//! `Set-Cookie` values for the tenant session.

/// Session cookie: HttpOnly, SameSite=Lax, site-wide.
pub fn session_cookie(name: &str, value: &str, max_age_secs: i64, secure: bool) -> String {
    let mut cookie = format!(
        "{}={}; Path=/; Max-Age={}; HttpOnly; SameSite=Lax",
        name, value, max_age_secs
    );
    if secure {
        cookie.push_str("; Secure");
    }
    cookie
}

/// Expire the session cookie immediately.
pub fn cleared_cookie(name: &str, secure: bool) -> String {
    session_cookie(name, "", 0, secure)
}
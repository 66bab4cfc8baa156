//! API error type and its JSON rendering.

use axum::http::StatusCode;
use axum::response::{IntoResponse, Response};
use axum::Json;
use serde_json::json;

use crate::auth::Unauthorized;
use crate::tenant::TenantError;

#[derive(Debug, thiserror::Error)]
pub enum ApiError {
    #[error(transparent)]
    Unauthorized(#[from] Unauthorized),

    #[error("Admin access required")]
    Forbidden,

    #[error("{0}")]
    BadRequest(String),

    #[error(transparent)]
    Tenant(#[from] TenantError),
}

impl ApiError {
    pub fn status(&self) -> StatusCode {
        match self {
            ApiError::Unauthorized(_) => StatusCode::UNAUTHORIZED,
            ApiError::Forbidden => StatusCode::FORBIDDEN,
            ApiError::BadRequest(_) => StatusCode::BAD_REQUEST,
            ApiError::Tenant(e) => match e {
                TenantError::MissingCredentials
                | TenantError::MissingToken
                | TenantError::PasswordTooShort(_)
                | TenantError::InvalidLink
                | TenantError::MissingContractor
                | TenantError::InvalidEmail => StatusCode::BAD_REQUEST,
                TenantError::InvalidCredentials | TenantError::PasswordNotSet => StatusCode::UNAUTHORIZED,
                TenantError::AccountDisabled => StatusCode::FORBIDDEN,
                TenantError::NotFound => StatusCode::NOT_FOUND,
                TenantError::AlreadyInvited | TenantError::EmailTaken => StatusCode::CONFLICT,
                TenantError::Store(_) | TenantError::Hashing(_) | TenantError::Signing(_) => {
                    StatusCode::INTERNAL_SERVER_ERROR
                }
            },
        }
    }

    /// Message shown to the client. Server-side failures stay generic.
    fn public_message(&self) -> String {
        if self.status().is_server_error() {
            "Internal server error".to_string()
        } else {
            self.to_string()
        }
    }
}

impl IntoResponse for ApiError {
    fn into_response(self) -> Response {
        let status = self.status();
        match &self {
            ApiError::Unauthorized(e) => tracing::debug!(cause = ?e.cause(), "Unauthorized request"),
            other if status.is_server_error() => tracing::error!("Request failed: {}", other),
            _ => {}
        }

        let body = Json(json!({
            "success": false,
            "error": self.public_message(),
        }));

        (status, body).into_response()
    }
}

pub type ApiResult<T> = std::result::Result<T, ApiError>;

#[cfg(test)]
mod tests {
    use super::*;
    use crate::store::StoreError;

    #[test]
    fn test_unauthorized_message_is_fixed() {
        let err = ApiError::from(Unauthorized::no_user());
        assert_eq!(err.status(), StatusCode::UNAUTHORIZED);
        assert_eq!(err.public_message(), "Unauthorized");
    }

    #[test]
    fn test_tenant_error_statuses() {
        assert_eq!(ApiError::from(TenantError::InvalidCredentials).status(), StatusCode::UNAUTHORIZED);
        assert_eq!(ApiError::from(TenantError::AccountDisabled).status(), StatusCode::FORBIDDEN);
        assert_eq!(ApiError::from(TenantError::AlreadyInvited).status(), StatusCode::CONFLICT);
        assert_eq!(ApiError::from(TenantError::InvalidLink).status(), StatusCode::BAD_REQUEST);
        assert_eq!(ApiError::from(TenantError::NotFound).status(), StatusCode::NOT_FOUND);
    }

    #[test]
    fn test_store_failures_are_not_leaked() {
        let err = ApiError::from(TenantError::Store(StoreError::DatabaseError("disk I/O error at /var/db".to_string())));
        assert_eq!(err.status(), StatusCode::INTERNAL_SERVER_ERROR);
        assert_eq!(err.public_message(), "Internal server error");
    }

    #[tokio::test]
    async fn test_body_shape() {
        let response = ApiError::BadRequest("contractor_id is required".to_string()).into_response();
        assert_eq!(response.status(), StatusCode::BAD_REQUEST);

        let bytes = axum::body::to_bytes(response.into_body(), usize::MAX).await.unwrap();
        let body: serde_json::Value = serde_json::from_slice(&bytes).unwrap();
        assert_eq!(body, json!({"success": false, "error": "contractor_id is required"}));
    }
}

- _Task brief_
Determine the number of lines in the entries that hold the string "StoreError"; write that number and nothing else.

- _Result_
2